Figure 2: Epigenetic Modifications.

A) Nucleosomes are composed of an octamer of histones H2A, H2B, H3, and H4 (two dimers of 2A/2B and two dimers of H3/H4) with 146 base pairs of DNA wrapped around the complex (drawn as black double line). The H1 histone may also be attached as a linker to stabilize the DNA (not shown). Several epigenetically regulated modifications to the n-terminal tails of the histones influence DNA accessibility to transcription machinery including acetylation (red circles), methylation (gray circles), phosphorylation (purple circles), or ADP ribosylation (blue circles). The single letter abbreviation was used for each amino acid, with spaces after every ten, and subscript numbers indicating location.

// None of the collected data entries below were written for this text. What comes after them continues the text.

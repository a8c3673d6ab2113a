//! Structured logging setup, grounded on the teacher crate's
//! `kild-core::logging::init_logging`: JSON-formatted `tracing` events on
//! stderr, filtered by an `EnvFilter` directive.

use tracing_subscriber::{EnvFilter, layer::SubscriberExt, util::SubscriberInitExt};

/// Initialize logging for the `htty-engine` binary.
///
/// The filter directive comes from `HTTY_LOG` if set, falling back to
/// `htty_engine=info`. Call once per process; a second call is a no-op
/// (the underlying `tracing` global subscriber can only be installed once).
pub fn init_logging() {
    let directive =
        std::env::var("HTTY_LOG").unwrap_or_else(|_| "htty_engine=info".to_string());

    let _ = tracing_subscriber::registry()
        .with(
            tracing_subscriber::fmt::layer()
                .json()
                .with_writer(std::io::stderr)
                .with_current_span(false)
                .with_span_list(false),
        )
        .with(
            EnvFilter::try_new(&directive)
                .unwrap_or_else(|_| EnvFilter::new("htty_engine=info")),
        )
        .try_init();
}
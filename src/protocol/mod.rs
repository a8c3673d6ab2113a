pub mod codec;
pub mod keys;
pub mod messages;

pub use keys::KeyElement;
pub use messages::{WireCommand, WireEvent};
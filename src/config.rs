//! Engine-wide configuration.
//!
//! Layered the way the teacher crate's `kild-core::config` layers
//! `KildConfig`: compiled-in defaults, optionally overridden by a TOML
//! file, then by `HTTY_*` environment variables, then by explicit
//! constructor arguments from the embedding application.

use std::time::Duration;

use serde::{Deserialize, Serialize};

/// Process-wide defaults controlling engine behavior.
#[derive(Debug, Clone, Serialize, Deserialize)]
#[serde(default)]
pub struct EngineConfig {
    /// Upper bound on retained scrollback, in bytes.
    pub scrollback_cap_bytes: usize,
    /// Default timeout for `TakeSnapshot`.
    #[serde(with = "duration_millis")]
    pub snapshot_timeout: Duration,
    /// Default timeout for a client-initiated `Exit`.
    #[serde(with = "duration_millis")]
    pub exit_timeout: Duration,
    /// Default timeout for `expect`-style pattern waits.
    #[serde(with = "duration_millis")]
    pub expect_timeout: Duration,
    /// Timeout the forced-exit path waits for a possibly in-flight exit code
    /// before sending SIGTERM.
    #[serde(with = "duration_millis")]
    pub subprocess_wait_timeout: Duration,
    /// Quiescence window: no command activity for this long before the
    /// Exit Coordinator releases the `wait-exit` helper.
    #[serde(with = "duration_millis")]
    pub quiescence_window: Duration,
    /// Resolution of the quiescence-check timer.
    #[serde(with = "duration_millis")]
    pub quiescence_tick: Duration,
    /// Resolution of the FIFO-existence poll.
    #[serde(with = "duration_millis")]
    pub fifo_poll_interval: Duration,
    /// Heartbeat interval keeping the broker's select loop responsive.
    #[serde(with = "duration_millis")]
    pub heartbeat_interval: Duration,
    /// Bound on each subscriber's delivery queue.
    pub subscriber_queue_capacity: usize,
    /// Size of the PTY read-loop buffer.
    pub pty_read_buffer_bytes: usize,
    /// Timeout the graceful-termination path waits between SIGTERM and SIGKILL.
    #[serde(with = "duration_millis")]
    pub graceful_termination_timeout: Duration,
}

impl Default for EngineConfig {
    fn default() -> Self {
        Self {
            scrollback_cap_bytes: 1024 * 1024,
            snapshot_timeout: Duration::from_secs(5),
            exit_timeout: Duration::from_secs(5),
            expect_timeout: Duration::from_secs(5),
            subprocess_wait_timeout: Duration::from_secs(2),
            quiescence_window: Duration::from_millis(200),
            quiescence_tick: Duration::from_millis(10),
            fifo_poll_interval: Duration::from_millis(50),
            heartbeat_interval: Duration::from_secs(60),
            subscriber_queue_capacity: 1024,
            pty_read_buffer_bytes: 128 * 1024,
            graceful_termination_timeout: Duration::from_millis(500),
        }
    }
}

impl EngineConfig {
    /// Load defaults, then overlay a TOML file if `path` exists, then
    /// overlay recognized `HTTY_*` environment variables.
    pub fn load(path: Option<&std::path::Path>) -> Result<Self, crate::errors::EngineError> {
        let mut config = Self::default();

        if let Some(path) = path
            && path.exists()
        {
            let contents = std::fs::read_to_string(path)?;
            config = toml::from_str(&contents)
                .map_err(|e| crate::errors::EngineError::ProtocolError(e.to_string()))?;
        }

        if let Ok(cap) = std::env::var("HTTY_SCROLLBACK_CAP_BYTES")
            && let Ok(cap) = cap.parse()
        {
            config.scrollback_cap_bytes = cap;
        }

        Ok(config)
    }
}

mod duration_millis {
    use std::time::Duration;

    use serde::{Deserialize, Deserializer, Serialize, Serializer};

    pub fn serialize<S: Serializer>(d: &Duration, s: S) -> Result<S::Ok, S::Error> {
        (d.as_millis() as u64).serialize(s)
    }

    pub fn deserialize<'de, D: Deserializer<'de>>(d: D) -> Result<Duration, D::Error> {
        let millis = u64::deserialize(d)?;
        Ok(Duration::from_millis(millis))
    }
}

#[cfg(test)]
mod tests {
    use super::*;

    #[test]
    fn default_config_matches_documented_constants() {
        let config = EngineConfig::default();
        assert_eq!(config.quiescence_window, Duration::from_millis(200));
        assert_eq!(config.quiescence_tick, Duration::from_millis(10));
        assert_eq!(config.fifo_poll_interval, Duration::from_millis(50));
        assert_eq!(config.heartbeat_interval, Duration::from_secs(60));
        assert_eq!(config.subscriber_queue_capacity, 1024);
    }

    #[test]
    fn roundtrips_through_toml() {
        let config = EngineConfig::default();
        let toml_str = toml::to_string(&config).unwrap();
        let parsed: EngineConfig = toml::from_str(&toml_str).unwrap();
        assert_eq!(parsed.scrollback_cap_bytes, config.scrollback_cap_bytes);
        assert_eq!(parsed.quiescence_window, config.quiescence_window);
    }

    #[test]
    fn load_without_file_returns_defaults() {
        let config = EngineConfig::load(Some(std::path::Path::new("/nonexistent/htty.toml")))
            .unwrap();
        assert_eq!(config.scrollback_cap_bytes, EngineConfig::default().scrollback_cap_bytes);
    }
}
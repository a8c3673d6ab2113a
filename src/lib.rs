//! `htty-engine`: headless terminal automation. Spawns a child program
//! under a PTY, interprets its output through a full VT/ANSI emulator,
//! and exposes the resulting screen state to an automating client that
//! injects keystrokes, takes snapshots, and waits for patterns.
//!
//! The primary surface is [`SessionHandle`]; the JSON-lines wire shim in
//! [`server`] is a thin adapter over the same `submit`/`subscribe`
//! primitives exposed by [`session::BrokerHandle`].

pub mod config;
pub mod errors;
pub mod exitcoord;
pub mod logging;
pub mod protocol;
pub mod pty;
pub mod server;
pub mod session;
pub mod terminal;

use std::path::PathBuf;
use std::time::Duration;

use tokio::sync::mpsc;

pub use config::EngineConfig;
pub use errors::{CoreError, EngineError, EngineResult};
pub use protocol::KeyElement;
pub use session::{Command, CommandAck, Event, EventKind, SubscriptionId};
pub use terminal::Snapshot;

/// Parameters for starting a new session, mirroring `PtyDriver::start`'s
/// contract (§4.1) at the in-process API layer (§6).
pub struct StartOptions {
    pub command: String,
    pub args: Vec<String>,
    pub env_overrides: Vec<(String, String)>,
    pub cwd: PathBuf,
    pub cols: u16,
    pub rows: u16,
    pub config: EngineConfig,
}

impl StartOptions {
    pub fn new(command: impl Into<String>) -> Self {
        Self {
            command: command.into(),
            args: Vec::new(),
            env_overrides: Vec::new(),
            cwd: std::env::current_dir().unwrap_or_else(|_| PathBuf::from(".")),
            cols: 80,
            rows: 24,
            config: EngineConfig::default(),
        }
    }
}

/// The primary in-process handle to a live session (§6). Constructing one
/// spawns the PTY Driver, Terminal Model, Exit Coordinator, and the
/// Session Broker's own task; dropping it does not tear the session down —
/// callers that want a clean shutdown should `submit(Command::Exit)`.
#[derive(Clone)]
pub struct SessionHandle {
    broker: session::BrokerHandle,
    config: EngineConfig,
}

impl SessionHandle {
    /// Start a new session. The engine's own binary path is resolved via
    /// `std::env::current_exe` for the Exit Coordinator's shell wrapper
    /// (§4.4); callers embedding the engine with a different binary layout
    /// should set `HTTY_ENGINE_EXE` instead.
    pub async fn start(opts: StartOptions) -> EngineResult<Self> {
        let engine_exe = std::env::var("HTTY_ENGINE_EXE").ok().unwrap_or_else(|| {
            std::env::current_exe()
                .map(|p| p.display().to_string())
                .unwrap_or_else(|_| "htty-engine".to_string())
        });

        let config = opts.config.clone();
        let (broker, _join) = session::spawn(session::SpawnOptions {
            command: opts.command,
            args: opts.args,
            env_overrides: opts.env_overrides,
            cwd: opts.cwd,
            cols: opts.cols,
            rows: opts.rows,
            config: config.clone(),
            engine_exe,
        })?;

        Ok(Self { broker, config })
    }

    /// The underlying broker handle, for adapters (like the `serve`
    /// subcommand's JSON-lines shim) that need `submit`/`subscribe`
    /// directly rather than through the convenience methods below.
    pub fn broker_handle(&self) -> session::BrokerHandle {
        self.broker.clone()
    }

    pub async fn submit(&self, command: Command) -> EngineResult<CommandAck> {
        self.broker.submit(command).await
    }

    pub async fn subscribe(
        &self,
        kinds: Vec<EventKind>,
    ) -> EngineResult<(SubscriptionId, mpsc::Receiver<Event>)> {
        self.broker.subscribe(kinds).await
    }

    /// Translate and inject keystrokes. Named specials and literal text
    /// are both accepted per §6's `sendKeys` table.
    pub async fn send_keys(&self, keys: Vec<KeyElement>) -> EngineResult<()> {
        match self.broker.submit(Command::SendKeys(keys)).await? {
            CommandAck::Enqueued => Ok(()),
            CommandAck::Rejected(e) => Err(e),
        }
    }

    /// Take a screen snapshot, waiting up to `EngineConfig::snapshot_timeout`.
    pub async fn take_snapshot(&self) -> EngineResult<Snapshot> {
        let (_id, mut events) = self.broker.subscribe(vec![EventKind::Snapshot]).await?;
        self.broker.submit(Command::TakeSnapshot).await?;
        let result = tokio::time::timeout(self.config.snapshot_timeout, async {
            while let Some(event) = events.recv().await {
                if let Event::Snapshot(snapshot) = event {
                    return Some(snapshot);
                }
            }
            None
        })
        .await;
        match result {
            Ok(Some(snapshot)) => Ok(snapshot),
            _ => Err(EngineError::TimedOut),
        }
    }

    /// Resize the PTY and Terminal Model.
    pub async fn resize(&self, cols: u16, rows: u16) -> EngineResult<()> {
        match self.broker.submit(Command::Resize { cols, rows }).await? {
            CommandAck::Enqueued => Ok(()),
            CommandAck::Rejected(e) => Err(e),
        }
    }

    /// Block until the child's `ExitCode` event arrives, up to
    /// `EngineConfig::exit_timeout`.
    pub async fn wait_for_exit(&self) -> EngineResult<i32> {
        let (_id, mut events) = self.broker.subscribe(vec![EventKind::ExitCode]).await?;
        let result = tokio::time::timeout(self.config.exit_timeout, async {
            while let Some(event) = events.recv().await {
                if let Event::ExitCode(code) = event {
                    return Some(code);
                }
            }
            None
        })
        .await;
        match result {
            Ok(Some(code)) => Ok(code),
            _ => Err(EngineError::TimedOut),
        }
    }

    /// Poll accumulated `Output` bytes for a literal substring, as used by
    /// Testable Property scenario 6. Returns once the pattern has appeared
    /// anywhere in the output seen since this call began, or `TimedOut`
    /// after `timeout` (defaulting to `EngineConfig::expect_timeout`).
    pub async fn expect(&self, pattern: &str, timeout: Option<Duration>) -> EngineResult<()> {
        let (_id, mut events) = self.broker.subscribe(vec![EventKind::Output]).await?;
        let timeout = timeout.unwrap_or(self.config.expect_timeout);
        let result = tokio::time::timeout(timeout, async {
            let mut accumulated = String::new();
            while let Some(event) = events.recv().await {
                if let Event::Output(bytes) = event {
                    accumulated.push_str(&String::from_utf8_lossy(&bytes));
                    if accumulated.contains(pattern) {
                        return true;
                    }
                }
            }
            false
        })
        .await;
        match result {
            Ok(true) => Ok(()),
            _ => Err(EngineError::TimedOut),
        }
    }
}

Multiple circles on a single amino acid represent alternative modifications. N-terminal sequences were based on consensus sequences for human histones at uniport.org: H2A - P0C0S8, H2B - P62807, H3 - P68431, H4 – P62805. B) DNA methyl transferases (DNMT) target cytosine residues immediately upstream of guanosine residues (CpG sites) within DNA to form 5-methylcytosine (5mC), which typically represses transcription. Ten-eleven-translocation (TET) proteins participate in demethylation by converting 5mC to 5-hydroxymethylcytosine (5hmC), which has also been demonstrated to participate in epigenetic regulation of gene expression. Further oxidation by TET proteins changes 5hmC to 5-formylcytosine (5fC) and subsequently 5-carboxylcytosine (5caC), which can then be converted back to cytosine (not pictured). The role of 5fC and 5caC in modulation of gene expression is uncertain due to the recent development of tools that can distinguish between 5mC, 5hmC, 5fC, and 5caC. For each structure, R is the sugar (deoxyribose)-phosphate group that forms the DNA nucleotide.